The river takes its source from a karst spring at an altitude of 554 m, situated some 1.2 km west of the villages of Opitsvet and Bezden. It flows through the Sofia Valley, initially in direction southeast, and downstream of the village of Mramor it turns east. The river flows into the Iskar at an altitude of 509 m about 1.1 km east of the Kumaritsa neighbourhood of the town of Novi Iskar.

Its drainage basin covers a territory of 774 km^{2} or 9.0% of Iskar's total and drains the whole western portion of the Sofia Valley. The Blato has high water in March–June and low water in July–October.
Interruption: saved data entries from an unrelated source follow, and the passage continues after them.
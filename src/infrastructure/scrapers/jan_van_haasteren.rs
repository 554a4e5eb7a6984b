// Copyright (c) 2025 Kirky.X
//
// Licensed under the MIT License
// See LICENSE file in the project root for full license information.

use crate::config::settings::ScraperSettings;
use crate::domain::models::scraped_puzzle::ScrapedPuzzle;
use crate::domain::scraping::scraper::{PuzzleScraper, ScraperError};
use async_trait::async_trait;
use once_cell::sync::Lazy;
use regex::Regex;
use scraper::{ElementRef, Html, Selector};
use std::time::Duration;
use tracing::{debug, warn};
use url::Url;

static TITLE_SELECTOR: Lazy<Selector> =
    Lazy::new(|| Selector::parse("h1.product_title.entry-title").unwrap());
static META_SELECTOR: Lazy<Selector> = Lazy::new(|| Selector::parse("div.product_meta").unwrap());
static META_ROW_SELECTOR: Lazy<Selector> = Lazy::new(|| Selector::parse("div").unwrap());
static GALLERY_SELECTOR: Lazy<Selector> =
    Lazy::new(|| Selector::parse("div.woocommerce-product-gallery__image").unwrap());
static LISTING_ITEM_SELECTOR: Lazy<Selector> =
    Lazy::new(|| Selector::parse("div.puzzle-item").unwrap());
static LISTING_TITLE_SELECTOR: Lazy<Selector> = Lazy::new(|| Selector::parse("h2").unwrap());
static LISTING_LINK_SELECTOR: Lazy<Selector> = Lazy::new(|| Selector::parse("a[href]").unwrap());
static LISTING_IMAGE_SELECTOR: Lazy<Selector> = Lazy::new(|| Selector::parse("img[src]").unwrap());
static PIECES_IN_TITLE: Lazy<Regex> = Lazy::new(|| Regex::new(r"(?i)(\d+)\s*stukjes").unwrap());

/// 标题分段分隔符（两侧带空格的 en dash）
const TITLE_SEPARATOR: &str = " – ";
const UNKNOWN: &str = "Unknown";
const UNKNOWN_PUZZLE: &str = "Unknown Puzzle";

/// Jan van Haasteren 官网抓取器
///
/// 页面结构基于 WooCommerce 商品页。站点改版时字段会回退为默认值，
/// 回退的字段记录在 `ScrapedPuzzle::degraded_fields` 并输出警告日志。
pub struct JanVanHaasterenScraper {
    client: reqwest::Client,
    listing_url: Url,
}

impl JanVanHaasterenScraper {
    /// 根据配置创建抓取器
    pub fn new(settings: &ScraperSettings) -> Result<Self, ScraperError> {
        let client = reqwest::Client::builder()
            .user_agent(settings.user_agent.as_str())
            .timeout(Duration::from_secs(settings.timeout_secs))
            .build()?;

        let base_url = Url::parse(&settings.base_url)
            .map_err(|e| ScraperError::InvalidUrl(format!("{}: {}", settings.base_url, e)))?;
        let listing_url = base_url
            .join(&settings.listing_path)
            .map_err(|e| ScraperError::InvalidUrl(format!("{}: {}", settings.listing_path, e)))?;

        Ok(Self::with_client(client, listing_url))
    }

    pub fn with_client(client: reqwest::Client, listing_url: Url) -> Self {
        Self {
            client,
            listing_url,
        }
    }

    /// 解析单个商品页面（用于单元测试）
    pub fn parse_puzzle_page(html_content: &str, product_url: &str) -> ScrapedPuzzle {
        let document = Html::parse_document(html_content);
        let mut degraded = Vec::new();

        let full_title = document
            .select(&TITLE_SELECTOR)
            .next()
            .map(|e| element_text(&e))
            .filter(|t| !t.is_empty())
            .unwrap_or_else(|| {
                degraded.push("full_title");
                UNKNOWN_PUZZLE.to_string()
            });

        // "Jan van Haasteren – Robin Hood Festival – 1500 stukjes puzzel"
        let segments: Vec<&str> = full_title.split(TITLE_SEPARATOR).collect();
        let title = segments
            .get(1)
            .map(|s| s.trim().to_string())
            .unwrap_or_else(|| full_title.clone());
        let title_piece_count = segments
            .get(2)
            .and_then(|s| s.split_whitespace().next())
            .and_then(|token| token.parse::<i32>().ok())
            .unwrap_or(0);

        let meta = document.select(&META_SELECTOR).next();
        let artist = meta
            .and_then(|m| meta_value(&m, "Tekenaar"))
            .unwrap_or_else(|| {
                degraded.push("artist");
                UNKNOWN.to_string()
            });

        let year = meta
            .and_then(|m| meta_value(&m, "Jaar"))
            .and_then(|v| v.parse::<i32>().ok());
        if year.is_none() {
            degraded.push("year");
        }

        let piece_count = meta
            .and_then(|m| meta_value(&m, "Stukjes"))
            .and_then(|v| v.parse::<i32>().ok())
            .unwrap_or(title_piece_count);
        if piece_count == 0 {
            degraded.push("piece_count");
        }

        let article_number = meta
            .and_then(|m| meta_value(&m, "Artikelnr."))
            .and_then(|v| v.parse::<i64>().ok())
            .unwrap_or_else(|| {
                degraded.push("article_number");
                0
            });

        let image_url = document
            .select(&GALLERY_SELECTOR)
            .next()
            .and_then(|e| e.value().attr("data-thumb"))
            .map(|s| s.trim().to_string())
            .filter(|s| !s.is_empty())
            .unwrap_or_else(|| {
                degraded.push("image_url");
                String::new()
            });

        ScrapedPuzzle {
            title,
            full_title,
            piece_count,
            article_number,
            artist,
            year,
            image_url,
            product_url: product_url.to_string(),
            maker: ScrapedPuzzle::JAN_VAN_HAASTEREN.to_string(),
            degraded_fields: degraded.into_iter().map(String::from).collect(),
        }
    }

    /// 解析商品列表页并按标题过滤（用于单元测试）
    ///
    /// 标题包含搜索词（忽略大小写）或搜索词为空时保留该条目
    pub fn parse_listing(&self, html_content: &str, term: &str) -> Vec<ScrapedPuzzle> {
        let document = Html::parse_document(html_content);
        let needle = term.to_lowercase();
        let mut results = Vec::new();

        for item in document.select(&LISTING_ITEM_SELECTOR) {
            let title = item
                .select(&LISTING_TITLE_SELECTOR)
                .next()
                .map(|e| element_text(&e))
                .filter(|t| !t.is_empty())
                .unwrap_or_else(|| UNKNOWN.to_string());

            if !needle.is_empty() && !title.to_lowercase().contains(&needle) {
                continue;
            }

            let product_url = item
                .select(&LISTING_LINK_SELECTOR)
                .next()
                .and_then(|a| a.value().attr("href"))
                .and_then(|href| self.listing_url.join(href).ok())
                .map(String::from)
                .unwrap_or_default();

            let image_url = item
                .select(&LISTING_IMAGE_SELECTOR)
                .next()
                .and_then(|img| img.value().attr("src"))
                .and_then(|src| self.listing_url.join(src).ok())
                .map(String::from)
                .unwrap_or_default();

            let piece_count = PIECES_IN_TITLE
                .captures(&title)
                .and_then(|c| c.get(1))
                .and_then(|m| m.as_str().parse::<i32>().ok())
                .unwrap_or(0);

            let mut degraded = vec!["article_number", "artist", "year"];
            if product_url.is_empty() {
                degraded.push("product_url");
            }
            if image_url.is_empty() {
                degraded.push("image_url");
            }
            if piece_count == 0 {
                degraded.push("piece_count");
            }

            results.push(ScrapedPuzzle {
                full_title: title.clone(),
                title,
                piece_count,
                article_number: 0,
                artist: UNKNOWN.to_string(),
                year: None,
                image_url,
                product_url,
                maker: ScrapedPuzzle::JAN_VAN_HAASTEREN.to_string(),
                degraded_fields: degraded.into_iter().map(String::from).collect(),
            });
        }

        results
    }
}

/// 元素文本，去除首尾空白
fn element_text(element: &ElementRef<'_>) -> String {
    element.text().collect::<String>().trim().to_string()
}

/// 在商品元数据块中按标签查找取值
///
/// 行结构为 `<div><span>Label</span><span class="content">Value</span></div>`
fn meta_value(meta: &ElementRef<'_>, label: &str) -> Option<String> {
    meta.select(&META_ROW_SELECTOR).find_map(|row| {
        let spans: Vec<ElementRef<'_>> = row
            .children()
            .filter_map(ElementRef::wrap)
            .filter(|e| e.value().name() == "span")
            .collect();

        let has_label = spans
            .iter()
            .any(|s| !is_content_span(s) && element_text(s).contains(label));
        if !has_label {
            return None;
        }

        spans.iter().find(|s| is_content_span(s)).map(element_text)
    })
}

fn is_content_span(span: &ElementRef<'_>) -> bool {
    span.value().classes().any(|c| c == "content")
}

#[async_trait]
impl PuzzleScraper for JanVanHaasterenScraper {
    async fn get_puzzle_by_url(&self, url: &str) -> Result<Option<ScrapedPuzzle>, ScraperError> {
        let parsed =
            Url::parse(url).map_err(|e| ScraperError::InvalidUrl(format!("{}: {}", url, e)))?;

        let response = self.client.get(parsed).send().await?;
        if !response.status().is_success() {
            debug!("{} answered with status {}", url, response.status());
            return Ok(None);
        }

        let html_content = response.text().await?;
        let puzzle = Self::parse_puzzle_page(&html_content, url);

        if puzzle.is_degraded() {
            warn!(
                "Fields defaulted while parsing {}: {}",
                url,
                puzzle.degraded_fields.join(", ")
            );
        }

        Ok(Some(puzzle))
    }

    async fn search_puzzles(&self, term: &str) -> Result<Vec<ScrapedPuzzle>, ScraperError> {
        let response = self.client.get(self.listing_url.clone()).send().await?;

        if !response.status().is_success() {
            return Err(ScraperError::Status(response.status().as_u16()));
        }

        let html_content = response.text().await?;
        let results = self.parse_listing(&html_content, term);
        debug!(
            "Listing {} matched {} puzzles for '{}'",
            self.listing_url,
            results.len(),
            term
        );

        Ok(results)
    }

    fn name(&self) -> &'static str {
        "jan_van_haasteren"
    }
}

#[cfg(test)]
#[path = "jan_van_haasteren_test.rs"]
mod tests;
// Copyright (c) 2025 Kirky.X
//
// Licensed under the MIT License
// See LICENSE file in the project root for full license information.

use super::puzzle_repository::RepositoryError;
use crate::domain::models::maker::PuzzleMaker;
use async_trait::async_trait;

/// 制造商仓库特质
#[async_trait]
pub trait MakerRepository: Send + Sync {
    /// 根据ID查找制造商
    async fn find_by_id(&self, id: i32) -> Result<Option<PuzzleMaker>, RepositoryError>;
    /// 按名称精确匹配查找制造商
    async fn find_by_name(&self, name: &str) -> Result<Option<PuzzleMaker>, RepositoryError>;
    /// 查找或创建制造商，重复调用返回同一条记录
    async fn get_or_create(&self, name: &str) -> Result<PuzzleMaker, RepositoryError>;
    /// 列出全部制造商
    async fn list(&self) -> Result<Vec<PuzzleMaker>, RepositoryError>;
}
The average annual discharge at the village of Petarch is 0.98 m^{3}/s.

The river flows in Sofia and Sofia City Provinces. There are three towns/cities and four villages along its course. In Sofia Province are located the villages of Opitsvet and Petarch, and the town of Kostinbrod, all of them in Kostinbrod Municipality. In Sofia City Province are the village of Mramor in Vrabnitsa District, the village of Mirovyane in Novi Iskar District, Trebich neighbourhood in Nadezhda District of the capital Sofia, and the town of Novi Iskar. Its waters are utilised for irrigation.